As I mentioned, the main activity of youth abbeys was to organize festive activities or social gatherings between members, generally with alcohol. Some of these were planned, yearly events. Youth abbeys would take an important part during Carnival season, in January and February, and during the festivities of the month of May, including May Day. Youth associations would also take part in civic festivities, for example to celebrate the local patron saint or to greet visiting princes. Other occasions were spontaneous, for example through the festive way in which they enforced their right of regard on matrimony. The rituals themselves, like charivari, were festive, and the way the victims could acquit themselves was generally to pay food and drink to the young men. Also, many activities were for and by members themselves, either with a clear reason, such as someone’s wedding, or without any, because they wanted to.

However, this festive and jolly appearance hides an important, but variable political role. Their political potential was entirely unofficial, and was certainly not explicit in their statutes. These were official, legal documents, authenticated by a notary. They were often redacted under the supervision of the city council or the princely court. In Venice, by 1529, company statutes had to be approved by the heads of the Council of Ten, the most prestigious Council in the Republic which was also in charge of most issues of internal security. All the same, the local abbey often protected the community’s autonomy against foreign elements. Since it was a permanent organization, the abbey could easily receive the community’s attitudes and organize or foster popular movements of opposition, even against local authorities themselves. This was reinforced by attitudes which made young men the defenders of the community, as we have seen.
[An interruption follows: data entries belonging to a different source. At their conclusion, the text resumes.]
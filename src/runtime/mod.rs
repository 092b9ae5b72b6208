use std::env;
use std::path::PathBuf;

use crossterm::execute;
use crossterm::terminal::{EnterAlternateScreen, LeaveAlternateScreen, disable_raw_mode, enable_raw_mode};
use ratatui::{Terminal, backend::CrosstermBackend};
use rodio::OutputStreamBuilder;
use tracing::{info, warn};

use crate::app::App;
use crate::audio::RodioBackend;
use crate::library::Catalog;

mod event_loop;
mod logging;
mod player;
mod settings;

pub fn run() -> Result<(), Box<dyn std::error::Error>> {
    let (mut settings, config_warning) = settings::load_settings();

    // Optional positional argument overrides the assets directory.
    if let Some(dir) = env::args().nth(1) {
        settings.audio.assets_dir = PathBuf::from(dir);
    }

    if let Err(e) = logging::init_logging(&settings.log) {
        eprintln!("stillpoint: logging disabled: {e}");
    }
    if let Some(w) = config_warning {
        warn!("{w}");
    }
    info!(assets_dir = %settings.audio.assets_dir.display(), "starting");

    let mut stream = OutputStreamBuilder::open_default_stream()?;
    // rodio logs to stderr when the stream is dropped, which would land on
    // top of the restored terminal.
    stream.log_on_drop(false);

    let backend = RodioBackend::new(
        stream,
        settings.audio.assets_dir.clone(),
        settings.audio.extension.clone(),
        settings.audio.volume,
    );
    let mut app = App::new(
        Catalog::builtin(),
        settings.session.durations.clone(),
        settings.session.default_duration,
    );

    enable_raw_mode()?;
    let mut stdout = std::io::stdout();
    execute!(stdout, EnterAlternateScreen)?;
    let backend_term = CrosstermBackend::new(stdout);
    let mut terminal = Terminal::new(backend_term)?;

    let run_result = event_loop::run(&mut terminal, &settings, &mut app, &backend);

    disable_raw_mode()?;
    execute!(terminal.backend_mut(), LeaveAlternateScreen)?;
    terminal.show_cursor()?;

    info!("bye");
    run_result
}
Alessandro Barbero (1990) described the case of Turin’s Abbazia degli Stolti, or Abbey of Fools, which is particularly interesting to understand the role of youth organizations in organizing the community for its defence. In normal situations, the Abbey was rather tame: its leaders came for the most part from important and rich families. However, Barbero describes several major incidents of violence in which the Abbey played an important role, over and above the city council, to defend the community against foreign elements.

The first two happened in 1486 and 1490, and were related to the contested power of the Duke of Savoy over the city: the first incident is a fight between ducal archers and citizens of Turin; in the second, an important ducal counselor was pursued by a mob and forced to take refuge in a house because he was thought to hold three young people prisoner. Although the ducal court saw them as acts of rebellion, the community felt they were only taking up arms to defend themselves. They had no help from the city authorities, afraid of reprisals, but they were helped by the Abbey of Fools. At least in the second incident, we know the Abbey was leading the community in its defense, and it may have been involved in the first. Both happened St John the Baptist’s Day, which was the patronal holiday of the city. This holiday encourages parochial sentiments, which may helped the conflicts to develop, but it was also under the care of youth and of the Abbey of Fools.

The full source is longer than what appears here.